Atualmente,
pelo menos dois amigos esperam por transplantes.
Foi
neles que acordei pensando nessa madrugada. Rins, fígado...
Pedaços
de outros corpos que podem proporcionar uma qualidade de vida melhor,
que podem salvar-lhes as suas.
Todos
os dias, esses mesmos pedaços, são enterrados e queimados aos
montes, por aí... Acompanham corpos que apodreceram sem servir a
ninguém, os que serão queimados sequer servirão de comida aos
vermes.
Esses
amigos sofrem, física e nem sei dimensionar (e quem poderia?) o
quanto, mentalmente, por não recebê-los, por sabê-los deteriorando
naturalmente, por sabê-los virarem cinzas, por saber que em
processos de embalsamamento, muitos vão simplesmente para latas de
lixo, e sequer serão utilizados para pesquisas médicas que
salvariam vidas.

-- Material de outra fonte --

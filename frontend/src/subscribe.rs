use futures_signals::signal::Mutable;
use serde::de::IgnoredAny;

use shared::constants::{API_SUBSCRIBE, MSG_INVALID_EMAIL, MSG_SUBSCRIBED, MSG_SUBSCRIBE_ERROR};
use shared::types::{ErrorReply, SubscribeReply, SubscribeRequest};

use crate::app::App;
use crate::connect_fetch::Transport;
use crate::error::ClientError;
use crate::host::Host;

const STATUS_UNAUTHORIZED: u16 = 401;
const STATUS_FORBIDDEN: u16 = 403;

enum Flow {
    Done,
    Reload,
}

/// Clears the submitting flag on drop unless disarmed.
struct SubmitGuard<'a> {
    submitting: &'a Mutable<bool>,
    armed: bool,
}

impl<'a> SubmitGuard<'a> {
    fn lock(submitting: &'a Mutable<bool>) -> Self {
        submitting.set(true);
        Self { submitting, armed: true }
    }

    fn disarm(&mut self) {
        self.armed = false;
    }
}

impl Drop for SubmitGuard<'_> {
    fn drop(&mut self) {
        if self.armed {
            self.submitting.set(false);
        }
    }
}

/// Sends the typed email to the subscribe endpoint.
///
/// The control stays disabled while the request is in flight and is
/// re-enabled on every exit except the 401/403 reload, which resets the page.
pub async fn submit<T: Transport, H: Host>(app: &App<T, H>) {
    if app.page.submitting.get() {
        return;
    }

    let email = app.page.email.lock_ref().trim().to_string();
    if email.is_empty() {
        app.notifier.notify(MSG_INVALID_EMAIL);
        return;
    }

    let mut guard = SubmitGuard::lock(&app.page.submitting);
    if let Flow::Reload = send(app, email).await {
        guard.disarm();
        app.host.reload();
    }
}

async fn send<T: Transport, H: Host>(app: &App<T, H>, email: String) -> Flow {
    let token = if app.config.requires_auth() {
        match app.session.token() {
            Some(token) => Some(token),
            None => {
                log::warn!("subscribe skipped: no access token");
                return Flow::Done;
            }
        }
    } else {
        None
    };

    let url = app.config.api_url(API_SUBSCRIBE);
    let reply = match app.transport.post_json(&url, &SubscribeRequest { email }, token.as_deref()).await {
        Ok(reply) => reply,
        Err(err) => {
            log::error!("subscribe: {err}");
            app.notifier.notify(MSG_SUBSCRIBE_ERROR);
            return Flow::Done;
        }
    };

    if reply.is_success() {
        match reply.json::<SubscribeReply>() {
            Ok(data) => {
                log::info!("subscribed: {:?}", data.status);
                app.notifier.notify(non_empty(data.message).as_deref().unwrap_or(MSG_SUBSCRIBED));
                app.page.email.set(String::new());
            }
            Err(err) => reply_error(app, reply.status, err),
        }
        return Flow::Done;
    }

    // Expiry reloads only once the body parses; a non-json 401/403 is a plain error.
    if app.config.requires_auth() && matches!(reply.status, STATUS_UNAUTHORIZED | STATUS_FORBIDDEN) {
        return match reply.json::<IgnoredAny>() {
            Ok(_) => {
                log::warn!("subscribe rejected with {}, session expired", reply.status);
                Flow::Reload
            }
            Err(err) => {
                reply_error(app, reply.status, err);
                Flow::Done
            }
        };
    }

    match reply.json::<ErrorReply>() {
        Ok(data) => app.notifier.notify(non_empty(data.detail).as_deref().unwrap_or(MSG_SUBSCRIBE_ERROR)),
        Err(err) => reply_error(app, reply.status, err),
    }
    Flow::Done
}

fn reply_error<T: Transport, H: Host>(app: &App<T, H>, status: u16, err: ClientError) {
    log::error!("subscribe reply {status}: {err}");
    app.notifier.notify(MSG_SUBSCRIBE_ERROR);
}

fn non_empty(value: Option<String>) -> Option<String> {
    value.filter(|text| !text.is_empty())
}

Vidas como aquelas que se acabaram de ir, deixando
inanimados os corpos dos quais faziam parte; vidas dos que agora se
julgam donos desses corpos já sem vida, que podendo doá-los e
salvarem a outros (e a si), optam por perdê-los, optam pela
podridão, condenando assim ao sofrimento e à morte os que poderiam
sobreviver com os nacos de carne perdidos.
A
culpa é da dor que sentem? A dor que sentem é maior do que a dos
que esperam? O dilema da escolha é psicologicamente mais brutal do
que a quem sabe que para viver precisa de um pedaço do outro, e que
para recebê -lo a forma mais comum é que “esse outro”, esse
“doador”, precise morrer?
E
se você, ao morrer, preferirá que esse seu pedaço apodreça junto com
o resto, que seja queimado, tornando-se apenas cheiro de carne
queimada e pó, ou que salve a vida de alguém?